Bien que le ministère japonais des Finances n'ait pas encore fait de commentaire officiel, des sources ont indiqué que l'agence avait acheté le yen pour la première fois en deux ans la semaine dernière. Les données du marché monétaire montrent que Tokyo pourrait avoir dépensé jusqu'à 5 480 milliards de yens (équivalent à environ 35 milliards de dollars) pour soutenir le taux de change.
Cependant, les experts estiment que les autorités utiliseront les réserves avec prudence, en choisissant le moment d'intervention le plus efficace - en particulier lorsque le yen baisse rapidement ou fluctue fortement.
Selon les estimations, le Japon a dépensé environ 5 000 milliards de yens lors d'une récente séance d'intervention, lorsque le taux de change a dépassé le seuil de 160 yens/USD - un niveau considéré comme une "ligne de défense" importante. Actuellement, le pays détient environ 1 200 milliards de dollars de réserves de change, dont plus de 160 milliards de dollars de dépôts en devises étrangères qui peuvent être utilisés directement pour l'intervention.
La pression sur le yen provient de nombreux facteurs, notamment la hausse des prix de l'énergie et l'écart de politique monétaire entre les États-Unis et le Japon qui ne montre aucun signe de réduction à court terme.
Dans ce contexte, le marché suit également de près la possibilité que les États-Unis coopèrent avec le Japon pour soutenir le yen. "Si le yen continue de s'affaiblir, la possibilité d'une intervention bilatérale pourrait augmenter", a déclaré Mme Mahjabeen Zaman, responsable des études de change chez ANZ.
Parallèlement à l'évolution monétaire, les tensions géopolitiques au Moyen-Orient restent un facteur dominant sur le marché. Le président américain Donald Trump a déclaré que Washington mettrait en œuvre un plan pour aider les navires neutres à quitter le détroit d'Ormuz en tant qu'« action humanitaire », dans un contexte où le conflit avec l'Iran ne montre aucun signe de désescalade.

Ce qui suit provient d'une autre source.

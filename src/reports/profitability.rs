//! Product profitability for products with revenue above 1000.

use super::{ratio, writer::ReportRow};
use crate::error::Result;
use crate::store::Store;
use serde::Serialize;
use std::cmp::Ordering;

pub const MIN_REVENUE: f64 = 1000.0;

fn profitability_sql() -> String {
    format!(
        "SELECT EnglishProductName, EnglishProductSubcategoryName,
                TOTAL(SalesAmount) AS total_revenue,
                TOTAL(TotalProductCost) AS total_cost,
                CAST(TOTAL(OrderQuantity) AS INTEGER) AS total_units
         FROM full_sales_data
         GROUP BY EnglishProductName, EnglishProductSubcategoryName
         HAVING TOTAL(SalesAmount) > {}
         ORDER BY total_revenue DESC, EnglishProductName",
        MIN_REVENUE
    )
}

#[derive(Debug, Clone, PartialEq, Serialize)]
pub struct ProductProfit {
    #[serde(rename = "EnglishProductName")]
    pub product: Option<String>,
    #[serde(rename = "EnglishProductSubcategoryName")]
    pub subcategory: Option<String>,
    pub total_revenue: f64,
    pub total_cost: f64,
    pub total_profit: f64,
    pub profit_margin: Option<f64>,
    pub total_units: i64,
}

impl ReportRow for ProductProfit {
    const HEADER: &'static [&'static str] = &[
        "EnglishProductName",
        "EnglishProductSubcategoryName",
        "total_revenue",
        "total_cost",
        "total_profit",
        "profit_margin",
        "total_units",
    ];
}

/// `(revenue - cost) / revenue`, undefined for zero revenue.
pub fn profit_margin(revenue: f64, cost: f64) -> Option<f64> {
    ratio(revenue - cost, revenue)
}

pub fn product_profitability(store: &Store) -> Result<Vec<ProductProfit>> {
    let mut rows = store.query(&profitability_sql(), |row| {
        let total_revenue: f64 = row.get(2)?;
        let total_cost: f64 = row.get(3)?;
        Ok(ProductProfit {
            product: row.get(0)?,
            subcategory: row.get(1)?,
            total_revenue,
            total_cost,
            total_profit: total_revenue - total_cost,
            profit_margin: profit_margin(total_revenue, total_cost),
            total_units: row.get(4)?,
        })
    })?;

    // highest margin first, undefined margins last
    rows.sort_by(|a, b| match (a.profit_margin, b.profit_margin) {
        (Some(x), Some(y)) => y.partial_cmp(&x).unwrap_or(Ordering::Equal),
        (Some(_), None) => Ordering::Less,
        (None, Some(_)) => Ordering::Greater,
        (None, None) => Ordering::Equal,
    });
    Ok(rows)
}

#[cfg(test)]
mod tests {
    use super::*;

    #[test]
    fn test_margin_formula() {
        assert_eq!(profit_margin(200.0, 150.0), Some(0.25));
        assert_eq!(profit_margin(100.0, 130.0), Some(-0.3));
        assert_eq!(profit_margin(0.0, 15.0), None);
    }

    #[test]
    fn test_filters_small_products_and_orders_by_margin() {
        let store = Store::open_in_memory().unwrap();
        store
            .execute_batch(
                "CREATE TABLE full_sales_data (EnglishProductName TEXT, EnglishProductSubcategoryName TEXT,
                     SalesAmount REAL, TotalProductCost REAL, OrderQuantity INTEGER);
                 INSERT INTO full_sales_data VALUES
                     ('Road Bike', 'Road Bikes', 2000.0, 1200.0, 1),
                     ('Road Bike', 'Road Bikes', 2000.0, 1600.0, 1),
                     ('Touring Bike', 'Touring Bikes', 1500.0, 750.0, 1),
                     ('Helmet', 'Helmets', 600.0, 100.0, 10),
                     ('Helmet', 'Helmets', 400.0, 100.0, 10);",
            )
            .unwrap();

        let rows = product_profitability(&store).unwrap();
        // Helmet has exactly 1000 revenue and is excluded
        assert_eq!(rows.len(), 2);
        assert_eq!(rows[0].product.as_deref(), Some("Touring Bike"));
        assert_eq!(rows[0].profit_margin, Some(0.5));
        assert_eq!(rows[1].product.as_deref(), Some("Road Bike"));
        assert_eq!(rows[1].total_profit, 1200.0);
        assert_eq!(rows[1].profit_margin, Some(0.3));
        assert_eq!(rows[1].total_units, 2);
    }
}
//! Comma-separated extracts, read through polars' CSV reader.

use crate::error::{PipelineError, Result};
use polars::prelude::*;
use std::path::Path;

pub fn read_csv(path: &Path) -> Result<DataFrame> {
    LazyCsvReader::new(path)
        .with_has_header(true)
        .with_try_parse_dates(true)
        // full scan: key columns must not flip type halfway through a file
        .with_infer_schema_length(None)
        .finish()
        .and_then(|frame| frame.collect())
        .map_err(|e| PipelineError::source_read(path, e))
}

#[cfg(test)]
mod tests {
    use super::*;
    use std::io::Write;

    #[test]
    fn test_reads_typed_columns() {
        let mut file = tempfile::Builder::new().suffix(".csv").tempfile().unwrap();
        writeln!(file, "DateKey,FullDateAlternateKey,EnglishMonthName,CalendarYear").unwrap();
        writeln!(file, "20130105,2013-01-05,January,2013").unwrap();
        writeln!(file, "20140210,2014-02-10,February,2014").unwrap();
        file.flush().unwrap();

        let frame = read_csv(file.path()).unwrap();
        assert_eq!(frame.shape(), (2, 4));
        assert_eq!(frame.column("DateKey").unwrap().dtype(), &DataType::Int64);
        assert_eq!(frame.column("FullDateAlternateKey").unwrap().dtype(), &DataType::Date);
        assert_eq!(frame.column("EnglishMonthName").unwrap().dtype(), &DataType::String);
    }

    #[test]
    fn test_missing_file_is_source_error() {
        let err = read_csv(Path::new("/nonexistent/date.csv")).unwrap_err();
        assert!(matches!(err, PipelineError::SourceRead { .. }));
    }
}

L'Iran a averti qu'il réagirait fortement si les forces américaines entraient dans la région. Ces développements font que le sentiment du marché reste prudent.
L'indice USD - mesurant la force du billet vert par rapport au panier de devises clés - a légèrement augmenté de 0,1% pour atteindre 98,264 points. L'euro est resté presque stable à 1,1717 USD, tandis que le livre sterling a baissé de 0,1% pour atteindre 1,3564 USD. L'AUD a baissé de 0,2%, tandis que le NZD a légèrement augmenté de 0,1%.
Les experts estiment que, bien que les facteurs tarifaires ou commerciaux aient toujours un certain impact, l'évolution au Moyen-Orient est actuellement le principal facteur dominant sur le marché financier mondial.
Dans les temps à venir, l'ampleur et la fréquence de l'intervention du Japon dépendront du taux de dépréciation du yen, du niveau de volatilité du marché et des seuils de change importants. Le choix d'un "point de chute" approprié est considéré comme un facteur clé pour optimiser l'efficacité de chaque intervention.